Your task is to reproduce exactly the lines that run from the beginning of the data through the line where "no holding behind." appears.

(Stored data Opens)

use rusqlite::{params, Connection, OptionalExtension, Row};

use super::template::{seed_tasks, TemplatePolicy};
use super::{ensure_exists, Database};
use crate::error::{Error, Result};
use crate::models::{CreateHoldingInput, CreatedHolding, Holding, UpdateHoldingInput};

const HOLDING_COLUMNS: &str = "id, event_id, name, date, channel_id, mention";

/// Which holdings to list.
#[derive(Debug, Clone, Copy, PartialEq, Eq)]
pub enum HoldingFilter {
    All,
    Event(i64),
}

fn holding_from_row(row: &Row<'_>) -> rusqlite::Result<Holding> {
    Ok(Holding {
        id: row.get(0)?,
        event_id: row.get(1)?,
        name: row.get(2)?,
        date: row.get(3)?,
        channel_id: row.get(4)?,
        mention: row.get(5)?,
    })
}

fn find_holding(conn: &Connection, id: i64) -> Result<Holding> {
    conn.query_row(
        &format!("SELECT {HOLDING_COLUMNS} FROM holdings WHERE id = ?1"),
        [id],
        holding_from_row,
    )
    .optional()?
    .ok_or_else(|| Error::not_found("holding", id))
}

impl Database {
    /// Insert a holding and seed its task list according to `policy`.
    ///
    /// The holding and every seeded task are written in one transaction, so a
    /// failure while copying tasks leaves no holding behind.
    pub fn create_holding(
        &self,
        input: CreateHoldingInput,
        policy: TemplatePolicy,
    ) -> Result<CreatedHolding> {
        let date = input.validate()?;
        self.with_connection(|conn| {
            let tx = conn.transaction()?;
            ensure_exists(&tx, "events", "event", input.event_id)?;
            tx.execute(
                "INSERT INTO holdings (event_id, name, date, channel_id, mention) \
                 VALUES (?1, ?2, ?3, ?4, ?5)",
                params![input.event_id, input.name, date, input.channel_id, input.mention],
            )?;
            let holding = Holding {
                id: tx.last_insert_rowid(),
                event_id: input.event_id,
                name: input.name,
                date,
                channel_id: input.channel_id,
                mention: input.mention,
            };

            let created_tasks = seed_tasks(&tx, &holding, policy).inspect_err(|e| {
                tracing::error!(holding_name = %holding.name, "failed to seed holding tasks: {e}");
            })?;
            tx.commit()?;

            tracing::info!(
                holding_id = holding.id,
                event_id = holding.event_id,
                policy = policy.as_str(),
                tasks = created_tasks.len(),
                "created holding"
            );
            Ok(CreatedHolding {
                holding,
                created_tasks,
            })
        })
    }

    pub fn get_holding(&self, id: i64) -> Result<Holding> {
        self.with_connection(|conn| find_holding(conn, id))
    }

    /// Holdings, most recent date first.
    pub fn list_holdings(&self, filter: HoldingFilter) -> Result<Vec<Holding>> {
        self.with_connection(|conn| {
            let holdings = match filter {
                HoldingFilter::All => {
                    let mut stmt = conn.prepare(&format!(
                        "SELECT {HOLDING_COLUMNS} FROM holdings ORDER BY date DESC, id DESC"
                    ))?;
                    let rows = stmt.query_map([], holding_from_row)?;
                    rows.collect::<rusqlite::Result<Vec<_>>>()?
                }
                HoldingFilter::Event(event_id) => {
                    let mut stmt = conn.prepare(&format!(
                        "SELECT {HOLDING_COLUMNS} FROM holdings WHERE event_id = ?1 \
                         ORDER BY date DESC, id DESC"
                    ))?;
                    let rows = stmt.query_map([event_id], holding_from_row)?;
                    rows.collect::<rusqlite::Result<Vec<_>>>()?
                }
            };
            Ok(holdings)
        })
    }

    /// Partial update of name, date, channel and mention.
    pub fn update_holding(&self, id: i64, input: UpdateHoldingInput) -> Result<Holding> {
        input.validate()?;
        self.with_connection(|conn| {
            let tx = conn.transaction()?;
            let mut holding = find_holding(&tx, id)?;
            input.apply(&mut holding)?;
            tx.execute(
                "UPDATE holdings SET name = ?1, date = ?2, channel_id = ?3, mention = ?4 WHERE id = ?5",
                params![
                    holding.name,
                    holding.date,
                    holding.channel_id,
                    holding.mention,
                    id
                ],
            )?;
            tx.commit()?;
            Ok(holding)
        })
    }

    /// Delete a holding and all of its tasks.
    pub fn delete_holding(&self, id: i64) -> Result<()> {
        self.with_connection(|conn| {
            let tx = conn.transaction()?;
            let tasks = tx.execute("DELETE FROM tasks WHERE holding_id = ?1", [id])?;
            if tx.execute("DELETE FROM holdings WHERE id = ?1", [id])? == 0 {
                return Err(Error::not_found("holding", id));
            }
            tx.commit()?;
            tracing::info!(holding_id = id, tasks, "deleted holding");
            Ok(())
        })
    }
}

(Stored data Closes)

_Response_:
use rusqlite::{params, Connection, OptionalExtension, Row};

use super::template::{seed_tasks, TemplatePolicy};
use super::{ensure_exists, Database};
use crate::error::{Error, Result};
use crate::models::{CreateHoldingInput, CreatedHolding, Holding, UpdateHoldingInput};

const HOLDING_COLUMNS: &str = "id, event_id, name, date, channel_id, mention";

/// Which holdings to list.
#[derive(Debug, Clone, Copy, PartialEq, Eq)]
pub enum HoldingFilter {
    All,
    Event(i64),
}

fn holding_from_row(row: &Row<'_>) -> rusqlite::Result<Holding> {
    Ok(Holding {
        id: row.get(0)?,
        event_id: row.get(1)?,
        name: row.get(2)?,
        date: row.get(3)?,
        channel_id: row.get(4)?,
        mention: row.get(5)?,
    })
}

fn find_holding(conn: &Connection, id: i64) -> Result<Holding> {
    conn.query_row(
        &format!("SELECT {HOLDING_COLUMNS} FROM holdings WHERE id = ?1"),
        [id],
        holding_from_row,
    )
    .optional()?
    .ok_or_else(|| Error::not_found("holding", id))
}

impl Database {
    /// Insert a holding and seed its task list according to `policy`.
    ///
    /// The holding and every seeded task are written in one transaction, so a
    /// failure while copying tasks leaves no holding behind.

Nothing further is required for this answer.